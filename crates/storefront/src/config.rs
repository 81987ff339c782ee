//! Storefront configuration loaded from environment variables.
//!
//! # Environment Variables
//!
//! ## Required
//! - `STOREFRONT_DATABASE_URL` - `PostgreSQL` connection string (falls back to `DATABASE_URL`)
//! - `STOREFRONT_BASE_URL` - Public URL for the storefront (used for the Webpay return URL)
//! - `WEBPAY_API_KEY_ID` - Transbank commerce code
//! - `WEBPAY_API_KEY_SECRET` - Transbank API secret key
//!
//! ## Optional
//! - `STOREFRONT_HOST` - Bind address (default: 127.0.0.1)
//! - `STOREFRONT_PORT` - Listen port (default: 3000)
//! - `WEBPAY_API_BASE_URL` - Webpay REST base (default: integration environment)
//! - `WEBPAY_CREATE_TIMEOUT_SECS` - Transaction creation timeout (default: 10)
//! - `WEBPAY_COMMIT_TIMEOUT_SECS` - Transaction commit timeout (default: 15)
//! - `GEO_API_BASE_URL` - DPA API base (default: <https://apis.digital.gob.cl/dpa>)
//! - `GEO_TIMEOUT_SECS` - Per-attempt timeout (default: 8)
//! - `GEO_RETRIES` - Retries after the first attempt (default: 2)
//! - `GEO_BACKOFF_MS` - Linear backoff step (default: 500)
//! - `GEO_CACHE_TTL_SECS` - Cache TTL (default: 604800, 7 days)
//! - `GEO_SNAPSHOT_DIR` - Directory with `regiones.json` / `comunas_by_region.json`
//! - `SMTP_HOST`, `SMTP_PORT`, `SMTP_USERNAME`, `SMTP_PASSWORD` - Order e-mails (disabled when `SMTP_HOST` is unset)
//! - `EMAIL_FROM` - Sender address (default: no-reply@localhost)
//! - `ADMIN_EMAILS` - Comma-separated addresses that get a copy of order e-mails
//! - `SENTRY_DSN`, `SENTRY_ENVIRONMENT`, `SENTRY_SAMPLE_RATE`, `SENTRY_TRACES_SAMPLE_RATE`

use std::collections::HashMap;
use std::net::{IpAddr, SocketAddr};
use std::path::PathBuf;
use std::str::FromStr;
use std::time::Duration;

use secrecy::SecretString;
use thiserror::Error;

/// Transbank integration environment.
pub const WEBPAY_INTEGRATION_URL: &str =
    "https://webpay3gint.transbank.cl/rswebpaytransaction/api/webpay/v1.2";

/// Public DPA (División Político Administrativa) API.
pub const DPA_BASE_URL: &str = "https://apis.digital.gob.cl/dpa";

const MIN_ENTROPY_BITS_PER_CHAR: f64 = 3.3;

/// Blocklist of common placeholder patterns (case-insensitive)
const PLACEHOLDER_PATTERNS: &[&str] = &[
    "your-",
    "changeme",
    "replace",
    "placeholder",
    "example",
    "password",
    "xxx",
    "todo",
    "fixme",
    "insert",
    "put-your",
];

/// Configuration errors that can occur during loading.
#[derive(Debug, Error)]
pub enum ConfigError {
    #[error("Missing environment variable: {0}")]
    MissingEnvVar(String),
    #[error("Invalid environment variable {0}: {1}")]
    InvalidEnvVar(String, String),
    #[error("Insecure secret in {0}: {1}")]
    InsecureSecret(String, String),
}

/// Storefront application configuration.
#[derive(Debug, Clone)]
pub struct StorefrontConfig {
    /// `PostgreSQL` database connection URL (contains password)
    pub database_url: SecretString,
    /// IP address to bind the server to
    pub host: IpAddr,
    /// Port to listen on
    pub port: u16,
    /// Public base URL for the storefront
    pub base_url: String,
    /// Regions / comunas resolver
    pub geo: GeoConfig,
    /// Webpay REST API
    pub webpay: WebpayConfig,
    /// SMTP settings; `None` disables order e-mails
    pub email: Option<EmailConfig>,
    /// Sentry DSN for error tracking
    pub sentry_dsn: Option<String>,
    /// Sentry environment tag
    pub sentry_environment: Option<String>,
    /// Error event sample rate
    pub sentry_sample_rate: f32,
    /// Performance trace sample rate
    pub sentry_traces_sample_rate: f32,
}

/// Geo resolver configuration.
#[derive(Debug, Clone)]
pub struct GeoConfig {
    /// DPA API base URL, without trailing slash
    pub api_base_url: String,
    /// Per-attempt request timeout
    pub timeout: Duration,
    /// Retries after the first failed attempt
    pub retries: u32,
    /// Sleep after attempt `n` (1-based) is `n * backoff_step`
    pub backoff_step: Duration,
    /// How long a resolved list stays cached
    pub cache_ttl: Duration,
    /// Directory holding the local snapshot files
    pub snapshot_dir: PathBuf,
}

impl Default for GeoConfig {
    fn default() -> Self {
        Self {
            api_base_url: DPA_BASE_URL.to_string(),
            timeout: Duration::from_secs(8),
            retries: 2,
            backoff_step: Duration::from_millis(500),
            cache_ttl: Duration::from_secs(60 * 60 * 24 * 7),
            snapshot_dir: PathBuf::from("crates/storefront/data"),
        }
    }
}

/// Webpay (Transbank) configuration.
///
/// Implements `Debug` manually to redact the API secret.
#[derive(Clone)]
pub struct WebpayConfig {
    /// REST base URL including the API version path
    pub api_base_url: String,
    /// Commerce code, sent as `Tbk-Api-Key-Id`
    pub api_key_id: String,
    /// Secret, sent as `Tbk-Api-Key-Secret`
    pub api_key_secret: SecretString,
    /// Timeout for transaction creation
    pub create_timeout: Duration,
    /// Timeout for transaction commit
    pub commit_timeout: Duration,
}

impl std::fmt::Debug for WebpayConfig {
    fn fmt(&self, f: &mut std::fmt::Formatter<'_>) -> std::fmt::Result {
        f.debug_struct("WebpayConfig")
            .field("api_base_url", &self.api_base_url)
            .field("api_key_id", &self.api_key_id)
            .field("api_key_secret", &"[REDACTED]")
            .field("create_timeout", &self.create_timeout)
            .field("commit_timeout", &self.commit_timeout)
            .finish()
    }
}

/// SMTP configuration for order notifications.
///
/// Implements `Debug` manually to redact the password.
#[derive(Clone)]
pub struct EmailConfig {
    pub smtp_host: String,
    pub smtp_port: u16,
    pub smtp_username: String,
    pub smtp_password: SecretString,
    pub from_address: String,
    /// Copies of every order e-mail go here
    pub admin_recipients: Vec<String>,
}

impl std::fmt::Debug for EmailConfig {
    fn fmt(&self, f: &mut std::fmt::Formatter<'_>) -> std::fmt::Result {
        f.debug_struct("EmailConfig")
            .field("smtp_host", &self.smtp_host)
            .field("smtp_port", &self.smtp_port)
            .field("smtp_username", &self.smtp_username)
            .field("smtp_password", &"[REDACTED]")
            .field("from_address", &self.from_address)
            .field("admin_recipients", &self.admin_recipients)
            .finish()
    }
}

impl StorefrontConfig {
    /// Load configuration from environment variables.
    ///
    /// Calls `dotenvy::dotenv()` to load from `.env` file if present.
    ///
    /// # Errors
    ///
    /// Returns `ConfigError` if required variables are missing, invalid, or
    /// if secrets fail validation (placeholder detection, entropy check).
    pub fn from_env() -> Result<Self, ConfigError> {
        // Load .env file if present (ignore errors if not found)
        let _ = dotenvy::dotenv();

        let database_url = get_database_url("STOREFRONT_DATABASE_URL")?;
        let host = parse_env_or_default("STOREFRONT_HOST", "127.0.0.1")?;
        let port = parse_env_or_default("STOREFRONT_PORT", "3000")?;
        let base_url = get_required_env("STOREFRONT_BASE_URL")?;
        url::Url::parse(&base_url).map_err(|e| {
            ConfigError::InvalidEnvVar("STOREFRONT_BASE_URL".to_string(), e.to_string())
        })?;

        Ok(Self {
            database_url,
            host,
            port,
            base_url: base_url.trim_end_matches('/').to_string(),
            geo: GeoConfig::from_env()?,
            webpay: WebpayConfig::from_env()?,
            email: EmailConfig::from_env()?,
            sentry_dsn: get_optional_env("SENTRY_DSN"),
            sentry_environment: get_optional_env("SENTRY_ENVIRONMENT"),
            sentry_sample_rate: parse_env_or_default("SENTRY_SAMPLE_RATE", "1.0")?,
            sentry_traces_sample_rate: parse_env_or_default("SENTRY_TRACES_SAMPLE_RATE", "0.0")?,
        })
    }

    /// Returns the socket address for binding the server.
    #[must_use]
    pub const fn socket_addr(&self) -> SocketAddr {
        SocketAddr::new(self.host, self.port)
    }

    /// Absolute URL for a storefront path.
    #[must_use]
    pub fn absolute_url(&self, path: &str) -> String {
        format!("{}/{}", self.base_url, path.trim_start_matches('/'))
    }
}

impl GeoConfig {
    fn from_env() -> Result<Self, ConfigError> {
        let defaults = Self::default();
        Ok(Self {
            api_base_url: get_env_or_default("GEO_API_BASE_URL", DPA_BASE_URL)
                .trim_end_matches('/')
                .to_string(),
            timeout: Duration::from_secs(parse_env_or_default("GEO_TIMEOUT_SECS", "8")?),
            retries: parse_env_or_default("GEO_RETRIES", "2")?,
            backoff_step: Duration::from_millis(parse_env_or_default("GEO_BACKOFF_MS", "500")?),
            cache_ttl: Duration::from_secs(parse_env_or_default("GEO_CACHE_TTL_SECS", "604800")?),
            snapshot_dir: get_optional_env("GEO_SNAPSHOT_DIR")
                .map_or(defaults.snapshot_dir, PathBuf::from),
        })
    }
}

impl WebpayConfig {
    fn from_env() -> Result<Self, ConfigError> {
        Ok(Self {
            api_base_url: get_env_or_default("WEBPAY_API_BASE_URL", WEBPAY_INTEGRATION_URL)
                .trim_end_matches('/')
                .to_string(),
            api_key_id: get_required_env("WEBPAY_API_KEY_ID")?,
            api_key_secret: get_validated_secret("WEBPAY_API_KEY_SECRET")?,
            create_timeout: Duration::from_secs(parse_env_or_default(
                "WEBPAY_CREATE_TIMEOUT_SECS",
                "10",
            )?),
            commit_timeout: Duration::from_secs(parse_env_or_default(
                "WEBPAY_COMMIT_TIMEOUT_SECS",
                "15",
            )?),
        })
    }
}

impl EmailConfig {
    fn from_env() -> Result<Option<Self>, ConfigError> {
        let Some(smtp_host) = get_optional_env("SMTP_HOST") else {
            return Ok(None);
        };

        Ok(Some(Self {
            smtp_host,
            smtp_port: parse_env_or_default("SMTP_PORT", "587")?,
            smtp_username: get_required_env("SMTP_USERNAME")?,
            smtp_password: get_required_secret("SMTP_PASSWORD")?,
            from_address: get_env_or_default("EMAIL_FROM", "no-reply@localhost"),
            admin_recipients: parse_list(&get_env_or_default("ADMIN_EMAILS", "")),
        }))
    }
}

// =============================================================================
// Helper Functions
// =============================================================================

/// Get a required environment variable.
fn get_required_env(key: &str) -> Result<String, ConfigError> {
    std::env::var(key).map_err(|_| ConfigError::MissingEnvVar(key.to_string()))
}

/// Get a required environment variable as a secret.
fn get_required_secret(key: &str) -> Result<SecretString, ConfigError> {
    let value = get_required_env(key)?;
    Ok(SecretString::from(value))
}

/// Get database URL with fallback to generic `DATABASE_URL`.
fn get_database_url(primary_key: &str) -> Result<SecretString, ConfigError> {
    if let Ok(value) = std::env::var(primary_key) {
        return Ok(SecretString::from(value));
    }
    if let Ok(value) = std::env::var("DATABASE_URL") {
        return Ok(SecretString::from(value));
    }
    Err(ConfigError::MissingEnvVar(primary_key.to_string()))
}

/// Get an optional environment variable (empty counts as unset).
fn get_optional_env(key: &str) -> Option<String> {
    std::env::var(key).ok().filter(|v| !v.trim().is_empty())
}

/// Get an environment variable with a default value.
fn get_env_or_default(key: &str, default: &str) -> String {
    std::env::var(key).unwrap_or_else(|_| default.to_string())
}

/// Parse an environment variable, falling back to `default` when unset.
fn parse_env_or_default<T>(key: &str, default: &str) -> Result<T, ConfigError>
where
    T: FromStr,
    T::Err: std::fmt::Display,
{
    get_env_or_default(key, default)
        .trim()
        .parse::<T>()
        .map_err(|e| ConfigError::InvalidEnvVar(key.to_string(), e.to_string()))
}

/// Split a comma-separated list, dropping blanks.
fn parse_list(raw: &str) -> Vec<String> {
    raw.split(',')
        .map(str::trim)
        .filter(|s| !s.is_empty())
        .map(String::from)
        .collect()
}

/// Calculate Shannon entropy in bits per character.
fn shannon_entropy(s: &str) -> f64 {
    if s.is_empty() {
        return 0.0;
    }

    let mut freq: HashMap<char, usize> = HashMap::new();
    for c in s.chars() {
        *freq.entry(c).or_insert(0) += 1;
    }

    #[allow(clippy::cast_precision_loss)] // String length will never exceed f64 precision
    let len = s.chars().count() as f64;
    freq.values()
        .map(|&count| {
            #[allow(clippy::cast_precision_loss)] // Character count will never exceed f64 precision
            let p = count as f64 / len;
            -p * p.log2()
        })
        .sum()
}

/// Validate that a secret is not a placeholder and has sufficient entropy.
fn validate_secret_strength(secret: &str, var_name: &str) -> Result<(), ConfigError> {
    let lower = secret.to_lowercase();

    for pattern in PLACEHOLDER_PATTERNS {
        if lower.contains(pattern) {
            return Err(ConfigError::InsecureSecret(
                var_name.to_string(),
                format!("appears to be a placeholder (contains '{pattern}')"),
            ));
        }
    }

    let entropy = shannon_entropy(secret);
    if entropy < MIN_ENTROPY_BITS_PER_CHAR {
        return Err(ConfigError::InsecureSecret(
            var_name.to_string(),
            format!(
                "entropy too low ({entropy:.2} bits/char, need >= {MIN_ENTROPY_BITS_PER_CHAR:.1})"
            ),
        ));
    }

    Ok(())
}

/// Load and validate a secret from environment.
fn get_validated_secret(key: &str) -> Result<SecretString, ConfigError> {
    let value = get_required_env(key)?;
    validate_secret_strength(&value, key)?;
    Ok(SecretString::from(value))
}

**PROBLEM DESCRIPTION:** Establish how many lines of the material above hold the word "EmailConfig". Nothing but the count should be returned.

**EXERCISE SOLUTION:** 6